→ Your objective:
Pick out each line of the records that includes the string "plugins", and copy it.

→ Saved entries:
········

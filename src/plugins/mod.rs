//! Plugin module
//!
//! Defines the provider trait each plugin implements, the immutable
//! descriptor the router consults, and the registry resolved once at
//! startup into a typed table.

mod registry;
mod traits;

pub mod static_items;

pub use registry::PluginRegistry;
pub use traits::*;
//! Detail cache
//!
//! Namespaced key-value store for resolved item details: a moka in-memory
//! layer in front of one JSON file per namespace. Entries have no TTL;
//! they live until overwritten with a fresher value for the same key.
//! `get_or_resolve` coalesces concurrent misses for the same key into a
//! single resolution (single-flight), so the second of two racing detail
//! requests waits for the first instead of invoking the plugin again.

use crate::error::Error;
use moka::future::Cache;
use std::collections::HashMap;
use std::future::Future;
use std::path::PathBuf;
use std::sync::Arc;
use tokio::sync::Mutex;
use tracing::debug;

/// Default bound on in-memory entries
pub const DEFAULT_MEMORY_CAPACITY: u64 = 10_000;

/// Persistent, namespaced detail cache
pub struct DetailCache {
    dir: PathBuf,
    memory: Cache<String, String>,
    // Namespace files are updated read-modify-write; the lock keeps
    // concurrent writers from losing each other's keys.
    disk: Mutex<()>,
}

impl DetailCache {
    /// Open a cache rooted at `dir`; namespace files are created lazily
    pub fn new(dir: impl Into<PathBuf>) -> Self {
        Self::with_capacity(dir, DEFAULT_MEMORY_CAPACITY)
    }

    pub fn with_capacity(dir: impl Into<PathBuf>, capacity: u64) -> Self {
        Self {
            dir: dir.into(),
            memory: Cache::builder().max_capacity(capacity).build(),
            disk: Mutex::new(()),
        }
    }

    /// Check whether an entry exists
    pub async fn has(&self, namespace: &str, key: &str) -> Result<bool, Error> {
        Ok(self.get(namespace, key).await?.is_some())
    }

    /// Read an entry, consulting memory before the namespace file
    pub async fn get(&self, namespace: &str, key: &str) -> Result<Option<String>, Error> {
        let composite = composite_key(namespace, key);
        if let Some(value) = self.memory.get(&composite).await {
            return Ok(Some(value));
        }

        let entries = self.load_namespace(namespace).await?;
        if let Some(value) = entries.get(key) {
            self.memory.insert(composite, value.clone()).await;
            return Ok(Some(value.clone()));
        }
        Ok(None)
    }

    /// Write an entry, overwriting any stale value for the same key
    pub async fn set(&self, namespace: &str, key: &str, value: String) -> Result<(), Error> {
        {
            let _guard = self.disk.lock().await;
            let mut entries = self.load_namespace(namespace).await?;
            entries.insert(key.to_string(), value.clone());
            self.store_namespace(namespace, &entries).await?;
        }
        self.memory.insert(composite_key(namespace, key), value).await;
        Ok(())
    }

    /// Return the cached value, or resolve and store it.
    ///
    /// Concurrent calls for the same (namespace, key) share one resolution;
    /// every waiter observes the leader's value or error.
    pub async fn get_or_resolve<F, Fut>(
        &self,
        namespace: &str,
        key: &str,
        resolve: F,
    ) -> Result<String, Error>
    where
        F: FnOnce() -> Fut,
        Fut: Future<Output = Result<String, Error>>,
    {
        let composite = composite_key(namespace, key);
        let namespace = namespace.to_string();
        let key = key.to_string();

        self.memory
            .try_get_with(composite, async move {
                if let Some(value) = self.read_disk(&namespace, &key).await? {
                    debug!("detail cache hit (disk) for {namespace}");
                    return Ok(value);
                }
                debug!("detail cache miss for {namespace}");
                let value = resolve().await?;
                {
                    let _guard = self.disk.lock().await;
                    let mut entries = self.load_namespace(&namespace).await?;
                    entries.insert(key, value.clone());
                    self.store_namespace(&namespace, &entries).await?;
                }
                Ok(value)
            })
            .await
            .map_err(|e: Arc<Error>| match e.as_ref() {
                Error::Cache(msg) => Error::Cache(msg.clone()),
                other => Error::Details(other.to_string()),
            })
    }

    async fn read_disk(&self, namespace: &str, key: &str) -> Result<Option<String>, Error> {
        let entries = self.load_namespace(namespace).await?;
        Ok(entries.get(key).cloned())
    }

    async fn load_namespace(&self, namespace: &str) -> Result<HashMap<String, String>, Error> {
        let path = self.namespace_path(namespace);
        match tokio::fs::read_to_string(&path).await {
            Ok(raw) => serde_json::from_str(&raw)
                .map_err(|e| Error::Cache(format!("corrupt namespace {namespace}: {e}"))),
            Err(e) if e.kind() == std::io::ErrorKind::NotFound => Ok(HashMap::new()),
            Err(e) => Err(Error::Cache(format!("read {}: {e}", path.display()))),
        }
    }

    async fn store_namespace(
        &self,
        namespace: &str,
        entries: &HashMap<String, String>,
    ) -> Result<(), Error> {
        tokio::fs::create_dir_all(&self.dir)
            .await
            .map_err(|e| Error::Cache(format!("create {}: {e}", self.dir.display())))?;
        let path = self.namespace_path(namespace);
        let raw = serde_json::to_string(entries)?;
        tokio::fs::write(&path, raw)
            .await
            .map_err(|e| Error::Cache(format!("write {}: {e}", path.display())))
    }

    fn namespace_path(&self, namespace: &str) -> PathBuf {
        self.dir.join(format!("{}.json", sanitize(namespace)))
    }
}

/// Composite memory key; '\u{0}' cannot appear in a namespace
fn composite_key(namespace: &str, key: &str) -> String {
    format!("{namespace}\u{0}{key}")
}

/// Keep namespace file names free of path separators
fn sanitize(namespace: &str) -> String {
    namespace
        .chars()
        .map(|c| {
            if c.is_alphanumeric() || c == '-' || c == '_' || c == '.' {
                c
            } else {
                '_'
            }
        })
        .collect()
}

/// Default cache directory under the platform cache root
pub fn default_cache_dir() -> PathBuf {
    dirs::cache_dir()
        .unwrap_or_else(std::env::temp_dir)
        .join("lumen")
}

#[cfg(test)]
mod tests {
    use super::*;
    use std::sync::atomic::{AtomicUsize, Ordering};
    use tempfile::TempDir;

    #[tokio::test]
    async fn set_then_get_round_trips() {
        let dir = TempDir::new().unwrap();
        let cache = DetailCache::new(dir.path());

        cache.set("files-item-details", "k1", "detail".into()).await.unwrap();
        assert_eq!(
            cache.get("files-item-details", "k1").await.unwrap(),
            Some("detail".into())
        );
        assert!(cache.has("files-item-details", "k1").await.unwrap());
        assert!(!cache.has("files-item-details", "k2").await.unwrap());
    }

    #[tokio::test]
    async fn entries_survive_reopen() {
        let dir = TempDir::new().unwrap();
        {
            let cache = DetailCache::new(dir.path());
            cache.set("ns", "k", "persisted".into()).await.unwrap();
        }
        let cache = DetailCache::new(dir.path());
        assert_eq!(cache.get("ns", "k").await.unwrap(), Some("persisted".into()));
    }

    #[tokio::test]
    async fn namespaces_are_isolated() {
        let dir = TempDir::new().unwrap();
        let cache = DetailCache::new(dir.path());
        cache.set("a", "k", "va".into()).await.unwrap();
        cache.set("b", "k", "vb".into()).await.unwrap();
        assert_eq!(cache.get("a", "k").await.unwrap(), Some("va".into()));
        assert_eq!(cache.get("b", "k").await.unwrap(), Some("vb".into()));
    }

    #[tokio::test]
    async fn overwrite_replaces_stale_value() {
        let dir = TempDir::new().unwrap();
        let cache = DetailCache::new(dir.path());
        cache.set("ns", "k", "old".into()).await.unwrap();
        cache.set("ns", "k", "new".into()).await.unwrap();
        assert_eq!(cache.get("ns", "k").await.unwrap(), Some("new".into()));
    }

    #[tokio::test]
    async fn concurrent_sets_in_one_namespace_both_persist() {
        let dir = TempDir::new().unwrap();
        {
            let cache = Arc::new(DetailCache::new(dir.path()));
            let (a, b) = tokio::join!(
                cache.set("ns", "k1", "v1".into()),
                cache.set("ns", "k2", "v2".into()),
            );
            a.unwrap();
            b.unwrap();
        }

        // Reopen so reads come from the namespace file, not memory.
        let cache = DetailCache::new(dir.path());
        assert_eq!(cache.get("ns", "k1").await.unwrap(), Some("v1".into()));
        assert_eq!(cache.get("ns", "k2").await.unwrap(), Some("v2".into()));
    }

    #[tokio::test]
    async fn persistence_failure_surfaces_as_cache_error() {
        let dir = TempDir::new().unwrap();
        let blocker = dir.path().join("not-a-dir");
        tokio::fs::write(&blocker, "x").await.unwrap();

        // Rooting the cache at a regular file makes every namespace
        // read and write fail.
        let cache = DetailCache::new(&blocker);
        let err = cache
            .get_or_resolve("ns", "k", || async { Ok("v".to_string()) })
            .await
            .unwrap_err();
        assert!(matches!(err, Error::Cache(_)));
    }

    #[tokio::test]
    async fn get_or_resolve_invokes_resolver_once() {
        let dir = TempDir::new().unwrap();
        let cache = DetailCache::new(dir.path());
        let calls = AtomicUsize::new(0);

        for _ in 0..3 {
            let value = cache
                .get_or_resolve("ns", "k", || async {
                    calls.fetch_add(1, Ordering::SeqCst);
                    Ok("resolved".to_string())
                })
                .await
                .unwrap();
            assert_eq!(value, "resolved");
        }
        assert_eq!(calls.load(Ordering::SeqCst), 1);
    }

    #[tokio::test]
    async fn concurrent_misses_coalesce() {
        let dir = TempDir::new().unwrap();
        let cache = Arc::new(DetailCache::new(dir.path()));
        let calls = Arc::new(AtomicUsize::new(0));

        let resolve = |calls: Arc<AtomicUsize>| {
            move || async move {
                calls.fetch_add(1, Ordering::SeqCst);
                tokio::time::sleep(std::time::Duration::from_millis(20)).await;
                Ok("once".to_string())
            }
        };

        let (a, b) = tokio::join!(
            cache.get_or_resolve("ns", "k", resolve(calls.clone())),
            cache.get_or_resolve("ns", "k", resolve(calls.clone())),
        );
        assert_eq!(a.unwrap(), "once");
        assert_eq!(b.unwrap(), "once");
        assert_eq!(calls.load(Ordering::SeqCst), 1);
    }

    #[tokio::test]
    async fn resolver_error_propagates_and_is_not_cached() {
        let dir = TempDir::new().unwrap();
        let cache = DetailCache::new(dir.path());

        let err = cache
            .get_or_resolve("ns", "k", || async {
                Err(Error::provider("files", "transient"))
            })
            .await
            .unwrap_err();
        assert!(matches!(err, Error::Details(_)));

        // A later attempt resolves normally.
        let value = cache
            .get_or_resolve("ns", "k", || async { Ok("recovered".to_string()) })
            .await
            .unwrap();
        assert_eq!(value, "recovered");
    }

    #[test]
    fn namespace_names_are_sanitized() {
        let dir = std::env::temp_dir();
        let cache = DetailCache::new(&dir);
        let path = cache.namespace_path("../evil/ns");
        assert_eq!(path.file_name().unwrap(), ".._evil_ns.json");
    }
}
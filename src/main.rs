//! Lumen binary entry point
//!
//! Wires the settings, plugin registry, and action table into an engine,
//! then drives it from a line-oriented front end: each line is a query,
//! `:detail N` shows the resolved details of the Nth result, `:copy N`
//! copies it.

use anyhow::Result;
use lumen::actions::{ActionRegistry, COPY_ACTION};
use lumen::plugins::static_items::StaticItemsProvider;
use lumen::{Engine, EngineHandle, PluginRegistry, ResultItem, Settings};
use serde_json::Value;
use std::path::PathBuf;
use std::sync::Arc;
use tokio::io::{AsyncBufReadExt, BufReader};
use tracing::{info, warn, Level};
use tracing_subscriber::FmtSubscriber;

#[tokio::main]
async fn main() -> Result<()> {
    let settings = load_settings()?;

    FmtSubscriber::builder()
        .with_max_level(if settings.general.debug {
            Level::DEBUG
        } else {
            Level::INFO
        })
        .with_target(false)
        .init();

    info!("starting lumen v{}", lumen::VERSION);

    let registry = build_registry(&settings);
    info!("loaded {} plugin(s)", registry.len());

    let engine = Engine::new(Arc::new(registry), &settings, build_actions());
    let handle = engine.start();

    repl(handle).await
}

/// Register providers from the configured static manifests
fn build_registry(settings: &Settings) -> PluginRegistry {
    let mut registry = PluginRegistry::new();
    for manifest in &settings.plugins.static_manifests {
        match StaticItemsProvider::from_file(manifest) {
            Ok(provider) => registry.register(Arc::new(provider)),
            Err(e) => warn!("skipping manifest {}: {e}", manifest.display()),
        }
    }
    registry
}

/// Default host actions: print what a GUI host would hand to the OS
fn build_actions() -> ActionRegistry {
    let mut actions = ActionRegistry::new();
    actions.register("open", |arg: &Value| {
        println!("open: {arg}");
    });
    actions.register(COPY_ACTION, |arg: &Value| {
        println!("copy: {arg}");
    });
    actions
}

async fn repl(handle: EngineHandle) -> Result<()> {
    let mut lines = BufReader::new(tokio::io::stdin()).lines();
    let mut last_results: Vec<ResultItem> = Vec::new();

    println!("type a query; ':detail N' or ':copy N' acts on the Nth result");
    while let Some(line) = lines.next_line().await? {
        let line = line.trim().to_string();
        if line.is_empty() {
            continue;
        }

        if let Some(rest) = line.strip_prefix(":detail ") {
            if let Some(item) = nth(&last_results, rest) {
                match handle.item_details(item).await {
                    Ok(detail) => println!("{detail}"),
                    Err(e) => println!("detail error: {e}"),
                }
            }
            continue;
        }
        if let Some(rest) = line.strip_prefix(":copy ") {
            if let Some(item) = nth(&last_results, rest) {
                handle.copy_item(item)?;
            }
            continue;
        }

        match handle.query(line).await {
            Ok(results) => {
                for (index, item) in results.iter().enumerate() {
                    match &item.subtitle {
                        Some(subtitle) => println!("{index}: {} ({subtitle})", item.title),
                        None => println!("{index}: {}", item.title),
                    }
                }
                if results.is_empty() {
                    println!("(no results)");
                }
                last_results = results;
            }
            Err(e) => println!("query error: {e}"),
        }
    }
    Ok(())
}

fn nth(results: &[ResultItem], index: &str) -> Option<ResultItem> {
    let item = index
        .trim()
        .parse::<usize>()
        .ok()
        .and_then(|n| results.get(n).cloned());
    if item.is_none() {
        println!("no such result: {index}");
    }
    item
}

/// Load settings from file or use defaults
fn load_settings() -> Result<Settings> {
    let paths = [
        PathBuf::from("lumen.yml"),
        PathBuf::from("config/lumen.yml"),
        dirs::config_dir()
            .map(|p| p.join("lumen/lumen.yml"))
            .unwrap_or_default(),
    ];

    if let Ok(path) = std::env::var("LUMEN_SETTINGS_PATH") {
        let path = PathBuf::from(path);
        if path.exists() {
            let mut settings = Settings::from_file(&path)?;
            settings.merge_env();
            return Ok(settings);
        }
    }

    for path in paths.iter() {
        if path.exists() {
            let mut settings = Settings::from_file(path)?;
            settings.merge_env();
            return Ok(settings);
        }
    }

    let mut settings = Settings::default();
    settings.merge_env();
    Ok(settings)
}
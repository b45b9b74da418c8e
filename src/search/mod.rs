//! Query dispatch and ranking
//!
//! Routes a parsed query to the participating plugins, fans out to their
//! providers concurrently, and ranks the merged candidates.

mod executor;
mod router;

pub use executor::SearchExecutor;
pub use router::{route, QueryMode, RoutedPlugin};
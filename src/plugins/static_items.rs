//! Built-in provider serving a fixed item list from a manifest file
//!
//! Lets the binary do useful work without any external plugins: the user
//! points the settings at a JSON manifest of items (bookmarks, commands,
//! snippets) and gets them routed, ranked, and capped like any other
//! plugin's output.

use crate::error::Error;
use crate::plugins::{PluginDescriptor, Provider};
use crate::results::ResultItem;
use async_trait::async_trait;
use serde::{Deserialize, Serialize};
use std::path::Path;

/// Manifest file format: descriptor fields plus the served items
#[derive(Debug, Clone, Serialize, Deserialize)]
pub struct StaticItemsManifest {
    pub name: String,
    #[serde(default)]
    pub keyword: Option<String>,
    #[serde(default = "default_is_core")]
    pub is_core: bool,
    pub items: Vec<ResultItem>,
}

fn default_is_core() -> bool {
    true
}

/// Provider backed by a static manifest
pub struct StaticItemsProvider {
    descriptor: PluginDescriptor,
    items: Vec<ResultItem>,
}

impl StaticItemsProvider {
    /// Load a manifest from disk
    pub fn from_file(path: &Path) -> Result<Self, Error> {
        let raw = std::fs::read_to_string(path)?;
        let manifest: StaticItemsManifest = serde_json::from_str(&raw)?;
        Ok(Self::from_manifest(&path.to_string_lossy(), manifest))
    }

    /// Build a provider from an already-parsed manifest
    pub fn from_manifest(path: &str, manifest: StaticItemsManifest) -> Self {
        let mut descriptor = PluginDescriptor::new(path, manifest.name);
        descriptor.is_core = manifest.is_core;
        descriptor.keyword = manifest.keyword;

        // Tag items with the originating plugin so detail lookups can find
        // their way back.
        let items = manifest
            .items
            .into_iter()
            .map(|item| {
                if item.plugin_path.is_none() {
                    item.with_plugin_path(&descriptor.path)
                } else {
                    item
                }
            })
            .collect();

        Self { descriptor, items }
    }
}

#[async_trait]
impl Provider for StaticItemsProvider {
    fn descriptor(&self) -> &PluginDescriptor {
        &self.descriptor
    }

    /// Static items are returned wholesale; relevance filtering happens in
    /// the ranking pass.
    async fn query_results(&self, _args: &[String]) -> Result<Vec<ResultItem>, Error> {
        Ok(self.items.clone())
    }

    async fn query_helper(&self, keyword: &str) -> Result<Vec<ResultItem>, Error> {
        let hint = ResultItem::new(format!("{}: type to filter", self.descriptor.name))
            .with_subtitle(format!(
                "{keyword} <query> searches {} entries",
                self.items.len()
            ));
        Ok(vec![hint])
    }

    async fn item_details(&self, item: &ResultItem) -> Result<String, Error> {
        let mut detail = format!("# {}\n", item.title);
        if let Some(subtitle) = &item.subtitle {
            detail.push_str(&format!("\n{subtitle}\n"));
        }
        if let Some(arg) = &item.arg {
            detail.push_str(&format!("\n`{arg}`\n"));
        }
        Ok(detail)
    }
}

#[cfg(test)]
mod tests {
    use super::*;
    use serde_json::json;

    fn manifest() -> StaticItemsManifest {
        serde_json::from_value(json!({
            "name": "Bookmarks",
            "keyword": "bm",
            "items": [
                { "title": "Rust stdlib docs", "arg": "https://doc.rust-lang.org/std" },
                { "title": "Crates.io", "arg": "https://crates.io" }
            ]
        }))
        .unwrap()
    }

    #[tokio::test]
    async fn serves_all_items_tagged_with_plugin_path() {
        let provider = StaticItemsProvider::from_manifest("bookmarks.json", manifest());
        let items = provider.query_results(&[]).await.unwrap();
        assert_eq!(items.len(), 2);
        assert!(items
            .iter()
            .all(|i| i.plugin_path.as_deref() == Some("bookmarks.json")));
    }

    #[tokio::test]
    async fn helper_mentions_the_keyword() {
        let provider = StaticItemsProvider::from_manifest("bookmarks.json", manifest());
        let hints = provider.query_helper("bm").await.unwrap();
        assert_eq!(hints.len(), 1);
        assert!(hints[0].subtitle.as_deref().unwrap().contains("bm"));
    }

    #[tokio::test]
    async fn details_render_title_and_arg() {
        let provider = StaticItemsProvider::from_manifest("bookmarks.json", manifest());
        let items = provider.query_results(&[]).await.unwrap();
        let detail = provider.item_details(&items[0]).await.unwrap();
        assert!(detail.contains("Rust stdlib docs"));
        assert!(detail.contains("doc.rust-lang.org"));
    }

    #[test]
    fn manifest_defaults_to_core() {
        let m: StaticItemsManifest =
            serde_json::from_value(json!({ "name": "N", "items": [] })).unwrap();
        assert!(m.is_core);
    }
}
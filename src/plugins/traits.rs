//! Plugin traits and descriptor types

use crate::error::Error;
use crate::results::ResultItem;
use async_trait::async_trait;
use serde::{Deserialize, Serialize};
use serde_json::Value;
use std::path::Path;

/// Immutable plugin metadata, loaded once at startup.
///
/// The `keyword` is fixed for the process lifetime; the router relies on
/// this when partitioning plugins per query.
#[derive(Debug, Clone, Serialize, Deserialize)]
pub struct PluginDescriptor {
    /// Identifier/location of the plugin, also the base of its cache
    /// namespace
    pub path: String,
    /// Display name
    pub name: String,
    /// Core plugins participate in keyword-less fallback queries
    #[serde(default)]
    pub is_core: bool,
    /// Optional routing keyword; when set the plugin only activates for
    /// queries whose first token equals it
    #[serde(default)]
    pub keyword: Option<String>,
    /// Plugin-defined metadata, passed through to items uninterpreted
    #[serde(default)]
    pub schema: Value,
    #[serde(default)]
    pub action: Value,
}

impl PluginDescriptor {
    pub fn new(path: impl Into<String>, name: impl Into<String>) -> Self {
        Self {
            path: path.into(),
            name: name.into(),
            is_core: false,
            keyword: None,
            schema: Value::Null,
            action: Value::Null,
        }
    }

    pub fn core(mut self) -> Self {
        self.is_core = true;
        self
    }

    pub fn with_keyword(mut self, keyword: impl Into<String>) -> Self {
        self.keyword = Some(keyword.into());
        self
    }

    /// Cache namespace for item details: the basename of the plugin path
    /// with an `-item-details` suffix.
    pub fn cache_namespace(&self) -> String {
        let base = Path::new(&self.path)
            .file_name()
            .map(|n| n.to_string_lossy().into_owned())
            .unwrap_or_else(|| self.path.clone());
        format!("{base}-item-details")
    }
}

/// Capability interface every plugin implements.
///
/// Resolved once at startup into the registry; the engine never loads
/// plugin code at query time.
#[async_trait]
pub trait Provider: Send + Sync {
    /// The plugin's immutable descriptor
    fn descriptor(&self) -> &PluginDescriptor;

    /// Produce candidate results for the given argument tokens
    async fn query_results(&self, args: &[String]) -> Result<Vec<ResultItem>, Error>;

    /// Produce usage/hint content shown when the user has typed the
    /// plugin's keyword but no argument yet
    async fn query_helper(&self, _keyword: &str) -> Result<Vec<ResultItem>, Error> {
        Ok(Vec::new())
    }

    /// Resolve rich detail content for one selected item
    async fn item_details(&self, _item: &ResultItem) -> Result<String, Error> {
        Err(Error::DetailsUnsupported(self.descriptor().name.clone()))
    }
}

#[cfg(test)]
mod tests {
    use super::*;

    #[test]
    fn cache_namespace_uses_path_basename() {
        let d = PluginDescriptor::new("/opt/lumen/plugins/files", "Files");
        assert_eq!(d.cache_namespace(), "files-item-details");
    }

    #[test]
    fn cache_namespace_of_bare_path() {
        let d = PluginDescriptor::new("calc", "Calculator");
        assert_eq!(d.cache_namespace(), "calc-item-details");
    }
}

········

→ Response below:
filename src/plugins/mod.rs
use lumen::plugins::static_items::StaticItemsProvider;
    for manifest in &settings.plugins.static_manifests {
//! Routes a parsed query to the participating plugins, fans out to their
filename src/plugins/static_items.rs
//! Lets the binary do useful work without any external plugins: the user
use crate::plugins::{PluginDescriptor, Provider};
filename src/plugins/traits.rs
/// this when partitioning plugins per query.
    /// Core plugins participate in keyword-less fallback queries
        let d = PluginDescriptor::new("/opt/lumen/plugins/files", "Files");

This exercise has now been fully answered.